A Gallup Poll Sept. 6 found that as much as half the American workforce may make up the "quiet quitters," who are not putting out the "extra effort" of collaborating with co-workers or customers.
The organization said that these include 18% of the workforce that claimed in the second quarter of the year to be "disengaged" with their jobs, bringing the ratio of engaged to disengaged workers to 1.8 to 1, the lowest it's been in almost a decade.
According to the Gallup report, the disengagement ran concurrently with the "Great Resignation" in 2021, where many employees left their current position for a higher paying job, or left the workforce.
The numbers also fall in line with an historic drop in worker productivity in the second quarter of the year, falling 4.1%, the highest since 1948 when the number was first recorded, the Bureau of Labor Statistics reported Sept. 1.
The Gallup survey found that the largest demographic of those not happy at their jobs included managers and workers under the age of 35.

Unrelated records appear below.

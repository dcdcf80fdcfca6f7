//! filemeta - Incremental file and directory metadata scanner.
//!
//! Usage:
//!   filemeta scan <PATH>     Scan a tree and emit one JSON event per record
//!   filemeta record <PATH>   Show the metadata record for a single path
//!   filemeta hash <FILE>     Print the SHA-224 digest of a file
//!   filemeta --help          Show help

use std::fs::File;
use std::io::{self, BufWriter, Write};
use std::path::{Path, PathBuf};

use chrono::Utc;
use clap::{Parser, Subcommand, ValueEnum};
use color_eyre::eyre::{Context, Result};
use tracing::{debug, info};
use tracing_subscriber::EnvFilter;

use filemeta_core::{
    AceRendering, Checkpoint, CheckpointStore, EventMetadata, EventSink, JsonCheckpointStore,
    JsonLinesSink, ScanError, ScanEvent, ScanRequest, parse_data_size, parse_duration,
};
use filemeta_scan::{MetaScanner, ScanResult, hash_file};

#[derive(Parser)]
#[command(
    name = "filemeta",
    version,
    about = "Incremental file and directory metadata scanner",
    long_about = "filemeta walks a directory tree and emits one JSON event per file or \
                  directory with its timestamps, size, ownership, ACL data and optional \
                  SHA-224 hash.\n\n\
                  With a checkpoint directory, repeated scans only report what changed \
                  since the previous run."
)]
struct Cli {
    #[command(subcommand)]
    command: Command,
}

#[derive(Subcommand)]
enum Command {
    /// Scan a path and emit JSON-lines events
    Scan(ScanArgs),

    /// Show the metadata record for a single path
    Record {
        /// Path to inspect
        path: PathBuf,

        /// Include a content hash
        #[arg(long)]
        hash: bool,

        /// Largest file to hash (e.g., "500mb", "1g")
        #[arg(long, default_value = "500mb")]
        hash_limit: String,
    },

    /// Print the SHA-224 digest of a file
    Hash {
        /// File to hash
        path: PathBuf,
    },
}

#[derive(clap::Args)]
struct ScanArgs {
    /// Path to scan
    path: PathBuf,

    /// Only record the path itself
    #[arg(long)]
    no_recurse: bool,

    /// Only emit entries changed since the last checkpoint
    #[arg(long)]
    only_if_changed: bool,

    /// Maximum descent below the root (0 = unlimited)
    #[arg(short, long, default_value = "0")]
    depth_limit: u32,

    /// Wildcard matched against the full path of files (e.g., "*.log")
    #[arg(short, long)]
    filter: Option<String>,

    /// Compute SHA-224 hashes of files
    #[arg(long)]
    hash: bool,

    /// Largest file to hash (e.g., "500mb", "1g")
    #[arg(long, default_value = "500mb")]
    hash_limit: String,

    /// Minimum time between scans (e.g., "15m", "1h", "1d")
    #[arg(short, long, default_value = "1h")]
    interval: String,

    /// Directory holding checkpoints; without it nothing is persisted
    #[arg(long)]
    checkpoint_dir: Option<PathBuf>,

    /// Checkpoint key (defaults to "file_meta_data://<PATH>")
    #[arg(long)]
    stanza: Option<String>,

    /// Scan even if the interval has not elapsed
    #[arg(long)]
    force: bool,

    /// How ACE types, flags and permissions are rendered
    #[arg(long, default_value = "multi")]
    ace_format: AceFormat,

    /// Destination index
    #[arg(long, default_value = "default")]
    index: String,

    /// Event source (defaults to the stanza)
    #[arg(long)]
    source: Option<String>,

    /// Event sourcetype
    #[arg(long, default_value = "file_meta_data")]
    sourcetype: String,

    /// Originating host
    #[arg(long)]
    host: Option<String>,

    /// Output file (defaults to stdout)
    #[arg(short, long)]
    output: Option<PathBuf>,
}

#[derive(Debug, Clone, Copy, ValueEnum, Default)]
enum AceFormat {
    #[default]
    Multi,
    Joined,
}

impl From<AceFormat> for AceRendering {
    fn from(format: AceFormat) -> Self {
        match format {
            AceFormat::Multi => AceRendering::Multi,
            AceFormat::Joined => AceRendering::Joined,
        }
    }
}

fn main() -> Result<()> {
    color_eyre::install()?;
    init_logging();

    let cli = Cli::parse();

    match cli.command {
        Command::Scan(args) => run_scan(args)?,
        Command::Record {
            path,
            hash,
            hash_limit,
        } => run_record(&path, hash, &hash_limit)?,
        Command::Hash { path } => run_hash(&path)?,
    }

    Ok(())
}

/// Log to stderr, filtered by `RUST_LOG` (default `info`).
fn init_logging() {
    let filter = EnvFilter::try_from_default_env().unwrap_or_else(|_| EnvFilter::new("info"));
    tracing_subscriber::fmt()
        .with_env_filter(filter)
        .with_writer(io::stderr)
        .init();
}

/// Run one scan with checkpointing and emit events.
fn run_scan(args: ScanArgs) -> Result<()> {
    let hash_size_limit = parse_data_size(&args.hash_limit)?;
    let interval = parse_duration(&args.interval)?;
    let stanza = args
        .stanza
        .clone()
        .unwrap_or_else(|| format!("file_meta_data://{}", args.path.display()));

    let store = args.checkpoint_dir.as_ref().map(JsonCheckpointStore::new);
    let previous = store.as_ref().and_then(|s| s.load(&stanza));
    let now = Utc::now().timestamp();

    if let Some(checkpoint) = previous.filter(|c| !args.force && !c.is_due(interval, now)) {
        info!(
            stanza = %stanza,
            last_run = checkpoint.last_run,
            "Interval has not elapsed, skipping scan"
        );
        return Ok(());
    }

    let mut builder = ScanRequest::builder();
    builder
        .root(args.path.clone())
        .recurse(!args.no_recurse)
        .only_if_changed(args.only_if_changed)
        .depth_limit(args.depth_limit)
        .hash_enabled(args.hash)
        .hash_size_limit(hash_size_limit)
        .previous_high_water_mark(Checkpoint::high_water_mark(previous.as_ref()))
        .ace_rendering(AceRendering::from(args.ace_format));
    if let Some(filter) = &args.filter {
        builder.name_filter(filter.clone());
    }
    let request = builder
        .build()
        .map_err(ScanError::from)
        .context("Invalid scan configuration")?;

    debug!(stanza = %stanza, ?request, "Scan request");

    let scanner = MetaScanner::new();
    let result = scanner.scan(&request).context("Scan failed")?;
    let completed_at = Utc::now().timestamp();

    let metadata = EventMetadata {
        index: args.index.clone(),
        source: args.source.clone().unwrap_or_else(|| stanza.clone()),
        sourcetype: args.sourcetype.clone(),
        host: args.host.clone(),
    };
    let writer: Box<dyn Write> = match &args.output {
        Some(path) => Box::new(BufWriter::new(
            File::create(path).with_context(|| format!("Unable to create {}", path.display()))?,
        )),
        None => Box::new(BufWriter::new(io::stdout().lock())),
    };
    let mut sink = JsonLinesSink::new(writer);
    for record in &result.records {
        let event = ScanEvent::from_record(record, request.ace_rendering, completed_at, &metadata);
        sink.emit(&event).context("Unable to write event")?;
    }
    sink.flush().context("Unable to write event")?;

    if let Some(store) = &store {
        let checkpoint =
            Checkpoint::advance(previous.as_ref(), completed_at, result.new_high_water_mark);
        store
            .save(&stanza, &checkpoint)
            .context("Unable to save checkpoint")?;
    }

    print_summary(&result, sink.written());
    Ok(())
}

/// Print a one-line scan summary to stderr.
fn print_summary(result: &ScanResult, events: u64) {
    let bytes: u64 = result
        .records
        .iter()
        .filter(|r| !r.is_directory)
        .map(|r| r.size)
        .sum();

    eprintln!(
        " {} event(s), {} in files, {} entries visited, {} warning(s), scanned in {:.2}s",
        events,
        format_size(bytes),
        result.entries_visited,
        result.warnings.len(),
        result.duration.as_secs_f64()
    );
}

/// Show the record for a single path.
fn run_record(path: &Path, hash: bool, hash_limit: &str) -> Result<()> {
    let request = ScanRequest::builder()
        .root(path)
        .hash_enabled(hash)
        .hash_size_limit(parse_data_size(hash_limit)?)
        .build()
        .map_err(ScanError::from)?;

    let scanner = MetaScanner::new();
    let mut warnings = Vec::new();
    let record = scanner
        .record_builder(&request)
        .build(path, &mut warnings)
        .with_context(|| format!("Unable to read {}", path.display()))?;

    println!("{}", serde_json::to_string_pretty(&record)?);

    if !warnings.is_empty() {
        eprintln!("{} warning(s)", warnings.len());
    }
    Ok(())
}

/// Print the SHA-224 digest of a file.
fn run_hash(path: &Path) -> Result<()> {
    let hash = hash_file(path).with_context(|| format!("Unable to hash {}", path.display()))?;
    println!("{hash}  {}", path.display());
    Ok(())
}

/// Format bytes as human-readable size.
fn format_size(bytes: u64) -> String {
    humansize::format_size(bytes, humansize::BINARY)
}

In its latest jobs report for September, the bureau reported 263,000 jobs created, and a drop in the unemployment rate to 3.5%.
The increase came from the hospitality, healthcare, and manufacturing industries, according to the agency.
"When you see the areas that we saw growth in this month — and we saw the hospital industry and medical fully recovered from pre-pandemic — you're seeing that a lot of people are hiring in those hospitals because there's a lot of elective procedures that were put off," Walsh said. "So, they're hiring more people in hospitals.
"We're seeing an increase in manufacturing. Certainly, more jobs than pre-pandemic in manufacturing. And I think a lot of that has to do with what happened during the pandemic with supply chain."
Walsh said that despite the reported resignations or "quiet quitting" trends, companies are still looking for employees.
"Companies are still looking for people," Walsh said. "You are hearing it every day."